## Exercise goal
Copy every record exactly. Nothing may be skipped.

## Information given
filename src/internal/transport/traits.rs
pub mod transport;
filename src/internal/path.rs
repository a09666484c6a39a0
pub mod path_resolver;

## Exercise solution
filename src/internal/transport/traits.rs
pub mod transport;
filename src/internal/path.rs
repository a09666484c6a39a0
pub mod path_resolver;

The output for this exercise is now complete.